Please return the full listing below without altering anything.

_Study material:_
------------------------------------
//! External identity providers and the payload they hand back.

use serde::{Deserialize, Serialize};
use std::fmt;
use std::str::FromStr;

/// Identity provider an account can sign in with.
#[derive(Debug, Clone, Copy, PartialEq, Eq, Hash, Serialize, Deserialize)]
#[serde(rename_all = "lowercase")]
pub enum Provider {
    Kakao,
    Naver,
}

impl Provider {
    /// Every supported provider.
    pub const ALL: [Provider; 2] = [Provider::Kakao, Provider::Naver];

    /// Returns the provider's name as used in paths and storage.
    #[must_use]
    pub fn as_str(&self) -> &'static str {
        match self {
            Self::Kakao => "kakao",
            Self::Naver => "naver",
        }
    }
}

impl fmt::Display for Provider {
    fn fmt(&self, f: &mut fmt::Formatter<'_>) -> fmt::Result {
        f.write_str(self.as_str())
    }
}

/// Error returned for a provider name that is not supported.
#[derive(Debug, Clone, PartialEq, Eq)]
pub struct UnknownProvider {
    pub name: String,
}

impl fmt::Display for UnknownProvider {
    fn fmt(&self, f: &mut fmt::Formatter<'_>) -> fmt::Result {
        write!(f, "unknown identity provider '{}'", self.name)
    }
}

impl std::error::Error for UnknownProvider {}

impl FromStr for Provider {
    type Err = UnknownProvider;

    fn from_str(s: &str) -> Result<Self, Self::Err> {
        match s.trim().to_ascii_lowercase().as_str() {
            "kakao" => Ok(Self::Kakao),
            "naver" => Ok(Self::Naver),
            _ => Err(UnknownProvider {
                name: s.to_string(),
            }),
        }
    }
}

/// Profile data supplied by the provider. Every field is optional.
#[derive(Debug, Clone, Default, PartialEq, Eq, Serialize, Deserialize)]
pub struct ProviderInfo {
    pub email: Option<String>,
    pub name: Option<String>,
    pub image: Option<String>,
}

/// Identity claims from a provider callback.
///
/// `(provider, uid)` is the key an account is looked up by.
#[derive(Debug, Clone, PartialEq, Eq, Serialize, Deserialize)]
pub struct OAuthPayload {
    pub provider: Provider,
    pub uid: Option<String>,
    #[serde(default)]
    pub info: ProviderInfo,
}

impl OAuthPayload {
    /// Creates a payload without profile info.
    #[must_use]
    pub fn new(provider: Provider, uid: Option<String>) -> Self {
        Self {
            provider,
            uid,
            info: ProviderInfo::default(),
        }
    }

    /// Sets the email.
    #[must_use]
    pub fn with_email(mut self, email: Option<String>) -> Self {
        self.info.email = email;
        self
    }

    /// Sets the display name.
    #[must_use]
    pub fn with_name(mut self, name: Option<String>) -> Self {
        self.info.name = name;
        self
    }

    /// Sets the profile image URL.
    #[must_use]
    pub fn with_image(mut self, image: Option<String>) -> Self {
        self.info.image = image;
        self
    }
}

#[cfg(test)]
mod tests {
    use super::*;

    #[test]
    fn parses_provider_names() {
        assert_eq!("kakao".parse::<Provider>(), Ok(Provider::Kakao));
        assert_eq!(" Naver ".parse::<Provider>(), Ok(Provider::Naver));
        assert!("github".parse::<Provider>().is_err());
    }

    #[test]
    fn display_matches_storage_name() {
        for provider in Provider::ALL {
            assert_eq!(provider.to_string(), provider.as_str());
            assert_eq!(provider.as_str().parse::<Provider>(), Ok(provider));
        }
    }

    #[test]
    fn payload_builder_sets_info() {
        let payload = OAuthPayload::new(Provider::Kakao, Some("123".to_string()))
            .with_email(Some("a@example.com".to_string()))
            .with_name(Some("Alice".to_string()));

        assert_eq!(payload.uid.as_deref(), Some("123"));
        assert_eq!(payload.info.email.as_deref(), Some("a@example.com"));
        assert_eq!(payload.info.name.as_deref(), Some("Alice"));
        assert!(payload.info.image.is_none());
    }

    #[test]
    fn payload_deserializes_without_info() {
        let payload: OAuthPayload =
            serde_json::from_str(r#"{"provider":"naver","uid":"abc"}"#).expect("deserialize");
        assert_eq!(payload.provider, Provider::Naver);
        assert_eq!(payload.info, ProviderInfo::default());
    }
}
------------------------------------
_Output of the exercise:_
//! External identity providers and the payload they hand back.

use serde::{Deserialize, Serialize};
use std::fmt;
use std::str::FromStr;

/// Identity provider an account can sign in with.
#[derive(Debug, Clone, Copy, PartialEq, Eq, Hash, Serialize, Deserialize)]
#[serde(rename_all = "lowercase")]
pub enum Provider {
    Kakao,
    Naver,
}

impl Provider {
    /// Every supported provider.
    pub const ALL: [Provider; 2] = [Provider::Kakao, Provider::Naver];

    /// Returns the provider's name as used in paths and storage.
    #[must_use]
    pub fn as_str(&self) -> &'static str {
        match self {
            Self::Kakao => "kakao",
            Self::Naver => "naver",
        }
    }
}

impl fmt::Display for Provider {
    fn fmt(&self, f: &mut fmt::Formatter<'_>) -> fmt::Result {
        f.write_str(self.as_str())
    }
}

/// Error returned for a provider name that is not supported.
#[derive(Debug, Clone, PartialEq, Eq)]
pub struct UnknownProvider {
    pub name: String,
}

impl fmt::Display for UnknownProvider {
    fn fmt(&self, f: &mut fmt::Formatter<'_>) -> fmt::Result {
        write!(f, "unknown identity provider '{}'", self.name)
    }
}

impl std::error::Error for UnknownProvider {}

impl FromStr for Provider {
    type Err = UnknownProvider;

    fn from_str(s: &str) -> Result<Self, Self::Err> {
        match s.trim().to_ascii_lowercase().as_str() {
            "kakao" => Ok(Self::Kakao),
            "naver" => Ok(Self::Naver),
            _ => Err(UnknownProvider {
                name: s.to_string(),
            }),
        }
    }
}

/// Profile data supplied by the provider. Every field is optional.
#[derive(Debug, Clone, Default, PartialEq, Eq, Serialize, Deserialize)]
pub struct ProviderInfo {
    pub email: Option<String>,
    pub name: Option<String>,
    pub image: Option<String>,
}

/// Identity claims from a provider callback.
///
/// `(provider, uid)` is the key an account is looked up by.
#[derive(Debug, Clone, PartialEq, Eq, Serialize, Deserialize)]
pub struct OAuthPayload {
    pub provider: Provider,
    pub uid: Option<String>,
    #[serde(default)]
    pub info: ProviderInfo,
}

impl OAuthPayload {
    /// Creates a payload without profile info.
    #[must_use]
    pub fn new(provider: Provider, uid: Option<String>) -> Self {
        Self {
            provider,
            uid,
            info: ProviderInfo::default(),
        }
    }

    /// Sets the email.
    #[must_use]
    pub fn with_email(mut self, email: Option<String>) -> Self {
        self.info.email = email;
        self
    }

    /// Sets the display name.
    #[must_use]
    pub fn with_name(mut self, name: Option<String>) -> Self {
        self.info.name = name;
        self
    }

    /// Sets the profile image URL.
    #[must_use]
    pub fn with_image(mut self, image: Option<String>) -> Self {
        self.info.image = image;
        self
    }
}

#[cfg(test)]
mod tests {
    use super::*;

    #[test]
    fn parses_provider_names() {
        assert_eq!("kakao".parse::<Provider>(), Ok(Provider::Kakao));
        assert_eq!(" Naver ".parse::<Provider>(), Ok(Provider::Naver));
        assert!("github".parse::<Provider>().is_err());
    }

    #[test]
    fn display_matches_storage_name() {
        for provider in Provider::ALL {
            assert_eq!(provider.to_string(), provider.as_str());
            assert_eq!(provider.as_str().parse::<Provider>(), Ok(provider));
        }
    }

    #[test]
    fn payload_builder_sets_info() {
        let payload = OAuthPayload::new(Provider::Kakao, Some("123".to_string()))
            .with_email(Some("a@example.com".to_string()))
            .with_name(Some("Alice".to_string()));

        assert_eq!(payload.uid.as_deref(), Some("123"));
        assert_eq!(payload.info.email.as_deref(), Some("a@example.com"));
        assert_eq!(payload.info.name.as_deref(), Some("Alice"));
        assert!(payload.info.image.is_none());
    }

    #[test]
    fn payload_deserializes_without_info() {
        let payload: OAuthPayload =
            serde_json::from_str(r#"{"provider":"naver","uid":"abc"}"#).expect("deserialize");
        assert_eq!(payload.provider, Provider::Naver);
        assert_eq!(payload.info, ProviderInfo::default());
    }
}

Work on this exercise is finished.